Machine learning in next-generation AEM fuel cells: a systematic review

Abstract

Fuel cells have lately garnered interest as a potentially advantageous technology for clean and efficient energy conversion. One type that has caught people's attention is the anion exchange membrane fuel cell (AEMFC), which can run on a variety of fuels and operates at low and high temperatures. Exploring its basic working principles, important materials, obstacles, and recent breakthroughs, this perspective presents a comprehensive introduction to AEMFC technology. The anion exchange membrane (AEM) and the electrodes of the AEMFC work together to improve the cell performance and the efficiency of the system as a whole.

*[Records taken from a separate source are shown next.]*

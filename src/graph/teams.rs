//! Microsoft Teams: teams, chats, chat messages and usage reports

use super::GraphClient;
use super::lookup::single_match;
use crate::error::{M365Error, Result};
use crate::util::url::{encode_component, escape_odata_literal, odata_filter_value};
use serde::Deserialize;
use serde_json::{Value, json};
use tracing::{info, warn};

/// Chat creation sometimes answers 404 while the members are still being
/// provisioned; it is retried this many times
pub const CHAT_CREATE_MAX_RETRIES: u32 = 4;

/// Length of `shortBody` before it is cut and suffixed with `...`
const SHORT_BODY_LENGTH: usize = 50;

#[derive(Debug, Clone, Deserialize)]
#[serde(rename_all = "camelCase")]
pub struct ChatMember {
    #[serde(default)]
    pub email: Option<String>,
    #[serde(default)]
    pub display_name: Option<String>,
}

#[derive(Debug, Clone, Deserialize)]
#[serde(rename_all = "camelCase")]
pub struct Chat {
    pub id: String,
    #[serde(default)]
    pub topic: Option<String>,
    #[serde(default)]
    pub created_date_time: Option<String>,
    #[serde(default)]
    pub members: Vec<ChatMember>,
}

impl Chat {
    /// True when the chat has exactly the given members (case-insensitive)
    fn has_exact_members(&self, emails: &[String]) -> bool {
        self.members.len() == emails.len()
            && emails.iter().all(|email| {
                self.members.iter().any(|m| {
                    m.email
                        .as_deref()
                        .map(|e| e.eq_ignore_ascii_case(email))
                        .unwrap_or(false)
                })
            })
    }
}

#[derive(Debug, Deserialize)]
#[serde(rename_all = "camelCase")]
struct TeamCandidate {
    id: String,
    #[serde(default)]
    resource_provisioning_options: Vec<String>,
}

/// Teams operations on top of the Graph client
pub struct TeamsClient<'a> {
    client: &'a GraphClient,
}

impl<'a> TeamsClient<'a> {
    pub fn new(client: &'a GraphClient) -> Self {
        Self { client }
    }

    // ========================================================================
    // Teams
    // ========================================================================

    pub async fn get_team(&self, team_id: &str) -> Result<Value> {
        self.client
            .get(&format!("teams/{}", encode_component(team_id)))
            .await
    }

    /// Resolve a team from its display name. Only groups provisioned as a
    /// team are considered.
    pub async fn team_id_by_name(&self, name: &str) -> Result<String> {
        info!("Retrieving team id for '{}'", name);
        let groups: Vec<TeamCandidate> = self
            .client
            .get_all_pages(&format!(
                "groups?$filter=displayName eq '{}'&$select=id,resourceProvisioningOptions",
                odata_filter_value(name)
            ))
            .await?;

        let teams: Vec<TeamCandidate> = groups
            .into_iter()
            .filter(|g| g.resource_provisioning_options.iter().any(|o| o == "Team"))
            .collect();

        let team = single_match(
            teams,
            || "The specified team does not exist in the Microsoft Teams".to_string(),
            |found| {
                format!(
                    "Multiple Microsoft Teams teams with name {} found: {}",
                    name,
                    found.iter().map(|t| t.id.as_str()).collect::<Vec<_>>().join(",")
                )
            },
        )?;
        Ok(team.id)
    }

    // ========================================================================
    // Chat messages
    // ========================================================================

    /// All messages of a chat with `body` flattened to its content and a
    /// `shortBody` preview added
    pub async fn list_chat_messages(&self, chat_id: &str) -> Result<Vec<Value>> {
        let messages: Vec<Value> = self
            .client
            .get_all_pages(&format!("chats/{}/messages", chat_id))
            .await?;

        Ok(messages.into_iter().map(flatten_message_body).collect())
    }

    pub async fn send_chat_message(&self, chat_id: &str, message: &str) -> Result<Value> {
        let body = json!({ "body": { "content": message } });
        self.client
            .post(&format!("chats/{}/messages", chat_id), &body)
            .await
    }

    // ========================================================================
    // Chats
    // ========================================================================

    /// Chat whose members are exactly `member_emails`; created when none
    /// exists yet
    pub async fn chat_id_for_members(&self, member_emails: &[String]) -> Result<String> {
        let mut existing = self.find_chats_by_participants(member_emails).await?;

        match existing.len() {
            0 => {
                info!("No existing chat found, creating a new one");
                let chat = self.create_chat(member_emails).await?;
                Ok(chat.id)
            }
            1 => Ok(existing.remove(0).id),
            _ => Err(M365Error::Ambiguous(format!(
                "Multiple chat conversations with this name found. Please disambiguate:\n{}",
                existing
                    .iter()
                    .map(|c| {
                        let topic = c
                            .topic
                            .as_deref()
                            .filter(|t| !t.is_empty())
                            .map(|t| format!(" - {}", t))
                            .unwrap_or_default();
                        format!(
                            "- {}{} - {}",
                            c.id,
                            topic,
                            c.created_date_time.as_deref().unwrap_or_default()
                        )
                    })
                    .collect::<Vec<_>>()
                    .join("\n")
            ))),
        }
    }

    /// Group chat resolved from its topic
    pub async fn chat_id_by_name(&self, name: &str) -> Result<String> {
        info!("Retrieving chat id for '{}'", name);
        let chats: Vec<Chat> = self
            .client
            .get_all_pages(&format!(
                "chats?$filter=topic eq '{}'&$expand=members&$select=id,topic,createdDateTime,members",
                odata_filter_value(name)
            ))
            .await?;

        let chat = single_match(
            chats,
            || "No chat conversation was found with this name.".to_string(),
            |found| {
                format!(
                    "Multiple chat conversations with this name found. Please disambiguate:\n{}",
                    found
                        .iter()
                        .map(|c| format!(
                            "- {} - {} - {}",
                            c.id,
                            c.created_date_time.as_deref().unwrap_or_default(),
                            c.members
                                .iter()
                                .filter_map(|m| m.email.as_deref())
                                .collect::<Vec<_>>()
                                .join(", ")
                        ))
                        .collect::<Vec<_>>()
                        .join("\n")
                )
            },
        )?;
        Ok(chat.id)
    }

    async fn find_chats_by_participants(&self, member_emails: &[String]) -> Result<Vec<Chat>> {
        let chat_type = chat_type_for(member_emails.len());
        let chats: Vec<Chat> = self
            .client
            .get_all_pages(&format!(
                "chats?$filter=chatType eq '{}'&$expand=members&$select=id,topic,createdDateTime,members",
                escape_odata_literal(chat_type)
            ))
            .await?;

        Ok(chats
            .into_iter()
            .filter(|c| c.has_exact_members(member_emails))
            .collect())
    }

    /// Create a chat, retrying the intermittent 404 Graph returns while
    /// members are not yet resolvable
    pub async fn create_chat(&self, member_emails: &[String]) -> Result<Chat> {
        let body = create_chat_body(member_emails);
        let mut retried = 0;

        loop {
            match self.client.post::<_, Chat>("chats", &body).await {
                Err(e) if e.status() == Some(404) && retried < CHAT_CREATE_MAX_RETRIES => {
                    retried += 1;
                    warn!(
                        "Chat creation returned 404, retrying ({}/{})",
                        retried, CHAT_CREATE_MAX_RETRIES
                    );
                }
                other => return other,
            }
        }
    }

    // ========================================================================
    // Reports
    // ========================================================================

    /// Teams device usage user counts as the CSV Graph returns
    pub async fn device_usage_user_counts(&self, period: &str) -> Result<String> {
        self.client
            .get_text(&format!(
                "reports/getTeamsDeviceUsageUserCounts(period='{}')",
                escape_odata_literal(period)
            ))
            .await
    }
}

fn chat_type_for(member_count: usize) -> &'static str {
    if member_count > 2 { "group" } else { "oneOnOne" }
}

fn create_chat_body(member_emails: &[String]) -> Value {
    let members: Vec<Value> = member_emails
        .iter()
        .map(|email| {
            json!({
                "@odata.type": "#microsoft.graph.aadUserConversationMember",
                "roles": ["owner"],
                "user@odata.bind": format!("https://graph.microsoft.com/v1.0/users/{}", email)
            })
        })
        .collect();

    json!({
        "chatType": chat_type_for(member_emails.len()),
        "members": members
    })
}

/// Replace `body` with its content and add a `shortBody` preview
pub fn flatten_message_body(mut message: Value) -> Value {
    let content = message
        .get("body")
        .and_then(|b| b.get("content"))
        .and_then(|c| c.as_str())
        .unwrap_or_default()
        .to_string();

    let short_body = if content.chars().count() > SHORT_BODY_LENGTH {
        format!(
            "{}...",
            content.chars().take(SHORT_BODY_LENGTH).collect::<String>()
        )
    } else {
        content.clone()
    };

    if let Some(obj) = message.as_object_mut() {
        obj.insert("body".into(), Value::String(content));
        obj.insert("shortBody".into(), Value::String(short_body));
    }
    message
}

#[cfg(test)]
mod tests {
    use super::*;

    #[test]
    fn test_flatten_short_message() {
        let msg = flatten_message_body(json!({"id": "1", "body": {"contentType": "text", "content": "Hello"}}));
        assert_eq!(msg["body"], "Hello");
        assert_eq!(msg["shortBody"], "Hello");
    }

    #[test]
    fn test_flatten_long_message_is_truncated() {
        let content = "x".repeat(51);
        let msg = flatten_message_body(json!({"id": "1", "body": {"content": content}}));
        assert_eq!(msg["shortBody"], format!("{}...", "x".repeat(50)));
        assert_eq!(msg["body"].as_str().unwrap().len(), 51);

        let exact = flatten_message_body(json!({"body": {"content": "y".repeat(50)}}));
        assert_eq!(exact["shortBody"], "y".repeat(50));
    }

    #[test]
    fn test_create_chat_body() {
        let two = create_chat_body(&["a@contoso.com".into(), "b@contoso.com".into()]);
        assert_eq!(two["chatType"], "oneOnOne");
        assert_eq!(
            two["members"][1]["user@odata.bind"],
            "https://graph.microsoft.com/v1.0/users/b@contoso.com"
        );
        assert_eq!(two["members"][0]["roles"][0], "owner");

        let three = create_chat_body(&["a@c.com".into(), "b@c.com".into(), "c@c.com".into()]);
        assert_eq!(three["chatType"], "group");
    }

    #[test]
    fn test_exact_members_is_case_insensitive() {
        let chat = Chat {
            id: "19:x@thread.v2".into(),
            topic: None,
            created_date_time: None,
            members: vec![
                ChatMember { email: Some("A@contoso.com".into()), display_name: None },
                ChatMember { email: Some("b@contoso.com".into()), display_name: None },
            ],
        };
        assert!(chat.has_exact_members(&["a@contoso.com".into(), "B@CONTOSO.COM".into()]));
        assert!(!chat.has_exact_members(&["a@contoso.com".into()]));
    }
}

Furthermore, this review emphasizes the ways in which AEMFC technology is being improved by ML and AI technologies. Through the identification of crucial parameters and the improvement of the membrane electrode assembly (MEA), these technologies have the potential to optimize the performance of AEMFCs while drastically cutting down on the time and effort needed for experimental testing. Finally, we take a look at the possibilities and threats for further study of fuel cell technology-based sustainable energy generation using AEMs in conjunction with new electrode materials. This article introduces a structured framework and categorizes the following key concepts: need for anion exchange membranes (AEM) > mechanisms of anion conductivities > ORR (oxygen reduction reaction) > interfacial phenomena at the electrode–AEM interface > water management > integration of artificial intelligence (AI)/machine learning > neural networks (NN) > schemes for learning > predictive modeling > optimization algorithms and optimizing algorithms > AI in fault detection > AI in maintenance of fuel cells and in materials discovery.